Begin at the line below that has "fn record_field(name: String, ty: TypeRef)" and stop after the line that has "to convert record". Please restate only those lines, word for word.

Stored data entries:
*** Begin section ***

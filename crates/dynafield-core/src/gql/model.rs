//! Output and input types mirroring a compiled dynamic model

use super::{gql_name, pascal_name, DATETIME_SCALAR, DATE_SCALAR, JSON_SCALAR, UUID_SCALAR};
use crate::error::{Error, Result};
use crate::fields::{CompiledField, ValueKind};
use crate::model::{DynamicModel, FieldValue, Record};
use async_graphql::dynamic::{
    Enum, EnumItem, Field, FieldFuture, FieldValue as GqlFieldValue, InputObject, InputValue, Object, ResolverContext,
    Type, TypeRef,
};
use async_graphql::{Name, Value as GqlValue};
use serde_json::{Map, Value};
use tracing::trace;

/// Types mirroring `model`: one output object named after the model, one
/// `<Model>Input` input object, plus the nested objects and enums its fields
/// need. Nested object fields produce `<Model><Label>` types and enum fields
/// produce `<Model><Label>Enum`.
pub fn model_types(model: &DynamicModel) -> Result<Vec<Type>> {
    let mut types = Vec::new();
    collect_types(model, &gql_name(model.name()), &mut types)?;
    Ok(types)
}

fn collect_types(model: &DynamicModel, type_name: &str, types: &mut Vec<Type>) -> Result<()> {
    if model.fields().is_empty() {
        return Err(Error::gql(format!(
            "model '{}' has no fields to expose",
            model.name()
        )));
    }

    let mut object = Object::new(type_name);
    let mut input = InputObject::new(format!("{type_name}Input"));

    for field in model.fields() {
        let (output_base, input_base) = field_type_names(field, type_name, types)?;
        let field_name = gql_name(&field.key);
        trace!(type_name, field = %field_name, ty = %output_base, "mirroring field");

        let (output_ty, input_ty) = if field.required {
            (TypeRef::named_nn(output_base), TypeRef::named_nn(input_base))
        } else {
            (TypeRef::named(output_base), TypeRef::named(input_base))
        };

        let mut output_field = record_field(field_name.clone(), output_ty);
        let mut input_field = InputValue::new(field_name, input_ty);
        if let Some(description) = &field.description {
            output_field = output_field.description(description);
            input_field = input_field.description(description);
        }
        object = object.field(output_field);
        input = input.field(input_field);
    }

    types.push(object.into());
    types.push(input.into());
    Ok(())
}

/// Output and input type names for a field, registering nested types on the way
fn field_type_names(field: &CompiledField, parent: &str, types: &mut Vec<Type>) -> Result<(String, String)> {
    let scalar = |name: &str| -> Result<(String, String)> { Ok((name.to_string(), name.to_string())) };
    match &field.kind {
        ValueKind::Str { .. } | ValueKind::Email => scalar(TypeRef::STRING),
        ValueKind::Int { .. } => scalar(TypeRef::INT),
        ValueKind::Float { .. } => scalar(TypeRef::FLOAT),
        ValueKind::Bool => scalar(TypeRef::BOOLEAN),
        ValueKind::Date => scalar(DATE_SCALAR),
        ValueKind::DateTime => scalar(DATETIME_SCALAR),
        ValueKind::Uuid => scalar(UUID_SCALAR),
        ValueKind::Json | ValueKind::List => scalar(JSON_SCALAR),
        ValueKind::Enum(spec) => {
            let enum_name = format!("{parent}{}", gql_name(&spec.name));
            let items = spec
                .values
                .iter()
                .map(|member| EnumItem::new(gql_name(&member.name)).description(&member.value));
            types.push(Enum::new(&enum_name).items(items).into());
            Ok((enum_name.clone(), enum_name))
        }
        ValueKind::Object(nested) => {
            let nested_name = format!("{parent}{}", pascal_name(&field.label));
            collect_types(nested, &nested_name, types)?;
            Ok((nested_name.clone(), format!("{nested_name}Input")))
        }
    }
}

/// Resolves a record field from the parent value built by [`record_to_gql_value`]
fn record_field(name: String, ty: TypeRef) -> Field {
    let key = name.clone();
    Field::new(name, ty, move |ctx: ResolverContext| {
        let key = key.clone();
        FieldFuture::new(async move {
            let value = match ctx.parent_value.as_value() {
                Some(GqlValue::Object(map)) => map.get(key.as_str()).cloned(),
                _ => None,
            };
            Ok(value
                .filter(|v| !matches!(v, GqlValue::Null))
                .map(GqlFieldValue::value))
        })
    })
}

fn field_value_to_gql(value: &FieldValue) -> Result<GqlValue> {
    match value {
        FieldValue::Null => Ok(GqlValue::Null),
        FieldValue::Scalar(json) => GqlValue::from_json(json.clone())
            .map_err(|e| Error::json("failed to convert record value", e)),
        FieldValue::Enum(member) => Ok(GqlValue::Enum(Name::new(gql_name(&member.name)))),
        FieldValue::Record(record) => record_to_gql_value(record),
    }
}

/// Converts a `<Model>Input` argument back into the JSON shape the model
/// validates, mapping GraphQL field names to keys and enum names to values
pub fn gql_input_to_json(model: &DynamicModel, input: &GqlValue) -> Result<Value> {
    let GqlValue::Object(entries) = input else {
        return input
            .clone()
            .into_json()
            .map_err(|e| Error::json("failed to convert graphql input", e));
    };

    let mut out = Map::with_capacity(entries.len());
    for (name, value) in entries {
        let Some(field) = model.fields().iter().find(|f| gql_name(&f.key) == name.as_str()) else {
            return Err(Error::gql(format!(
                "unknown input field '{name}' for model '{}'",
                model.name()
            )));
        };
        let converted = match (&field.kind, value) {
            (ValueKind::Enum(spec), GqlValue::Enum(item)) => spec
                .values
                .iter()
                .find(|member| gql_name(&member.name) == item.as_str())
                .map(|member| Value::String(member.value.clone()))
                .ok_or_else(|| Error::gql(format!("'{item}' is not a member of {}", spec.name)))?,
            (ValueKind::Object(nested), GqlValue::Object(_)) => gql_input_to_json(nested, value)?,
            _ => value
                .clone()
                .into_json()
                .map_err(|e| Error::json("failed to convert graphql input", e))?,
        };
        out.insert(field.key.clone(), converted);
    }
    Ok(Value::Object(out))
}

/// Value resolvable as the object type produced by [`model_types`]
pub fn record_to_gql_value(record: &Record) -> Result<GqlValue> {
    let entries = record
        .iter()
        .map(|(key, value)| Ok((Name::new(gql_name(key)), field_value_to_gql(value)?)))
        .collect::<Result<Vec<_>>>()?;
    Ok(GqlValue::Object(entries.into_iter().collect()))
}

#[cfg(test)]
mod tests {
    use super::*;
    use crate::fields::{EnumField, FieldCommon, FieldDefinition, IntField, ObjectField, StrField};
    use crate::model::build_dynamic_model;
    use serde_json::json;

    fn person_model() -> DynamicModel {
        let fields: Vec<FieldDefinition> = vec![
            StrField {
                common: FieldCommon::required("name"),
                ..Default::default()
            }
            .into(),
            IntField {
                common: FieldCommon::new("age"),
                ..Default::default()
            }
            .into(),
            EnumField {
                common: FieldCommon::new("status"),
                allowed_values: Some(vec!["active".into(), "inactive".into()]),
                default_str: None,
            }
            .into(),
            ObjectField {
                common: FieldCommon::new("home address"),
                fields: vec![StrField {
                    common: FieldCommon::new("city"),
                    ..Default::default()
                }
                .into()],
            }
            .into(),
        ];
        build_dynamic_model("Person", &fields).unwrap()
    }

    fn type_names(types: &[Type]) -> Vec<String> {
        types
            .iter()
            .map(|ty| match ty {
                Type::Object(object) => object.type_name().to_string(),
                Type::InputObject(input) => input.type_name().to_string(),
                Type::Enum(e) => e.type_name().to_string(),
                _ => String::new(),
            })
            .collect()
    }

    #[test]
    fn test_model_types_names() {
        let names = type_names(&model_types(&person_model()).unwrap());
        for expected in [
            "Person",
            "PersonInput",
            "PersonStatusEnum",
            "PersonHomeAddress",
            "PersonHomeAddressInput",
        ] {
            assert!(names.iter().any(|n| n == expected), "missing {expected} in {names:?}");
        }
    }

    #[test]
    fn test_empty_model_is_rejected() {
        let model = build_dynamic_model("Empty", &[]).unwrap();
        assert!(matches!(model_types(&model), Err(Error::Gql { .. })));
    }

    #[test]
    fn test_input_maps_enum_names_back_to_values() {
        let model = person_model();
        let input = GqlValue::from_json(json!({"name": "Ada", "home_address": {"city": "Paris"}})).unwrap();
        let GqlValue::Object(mut map) = input else {
            unreachable!()
        };
        map.insert(Name::new("status"), GqlValue::Enum(Name::new("INACTIVE")));

        let json = gql_input_to_json(&model, &GqlValue::Object(map)).unwrap();
        assert_eq!(
            json,
            json!({"name": "Ada", "status": "inactive", "home address": {"city": "Paris"}})
        );
    }

    #[test]
    fn test_record_value_uses_enum_names() {
        let record = person_model()
            .validate(&json!({"name": "Ada", "status": "active", "home address": {"city": "London"}}))
            .unwrap();
        let GqlValue::Object(map) = record_to_gql_value(&record).unwrap() else {
            panic!("expected an object");
        };
        assert_eq!(map.get("status"), Some(&GqlValue::Enum(Name::new("ACTIVE"))));
        assert!(matches!(map.get("home_address"), Some(GqlValue::Object(_))));
    }
}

*** End section ***

> **Task solution**
fn record_field(name: String, ty: TypeRef) -> Field {
    let key = name.clone();
    Field::new(name, ty, move |ctx: ResolverContext| {
        let key = key.clone();
        FieldFuture::new(async move {
            let value = match ctx.parent_value.as_value() {
                Some(GqlValue::Object(map)) => map.get(key.as_str()).cloned(),
                _ => None,
            };
            Ok(value
                .filter(|v| !matches!(v, GqlValue::Null))
                .map(GqlFieldValue::value))
        })
    })
}

fn field_value_to_gql(value: &FieldValue) -> Result<GqlValue> {
    match value {
        FieldValue::Null => Ok(GqlValue::Null),
        FieldValue::Scalar(json) => GqlValue::from_json(json.clone())
            .map_err(|e| Error::json("failed to convert record value", e)),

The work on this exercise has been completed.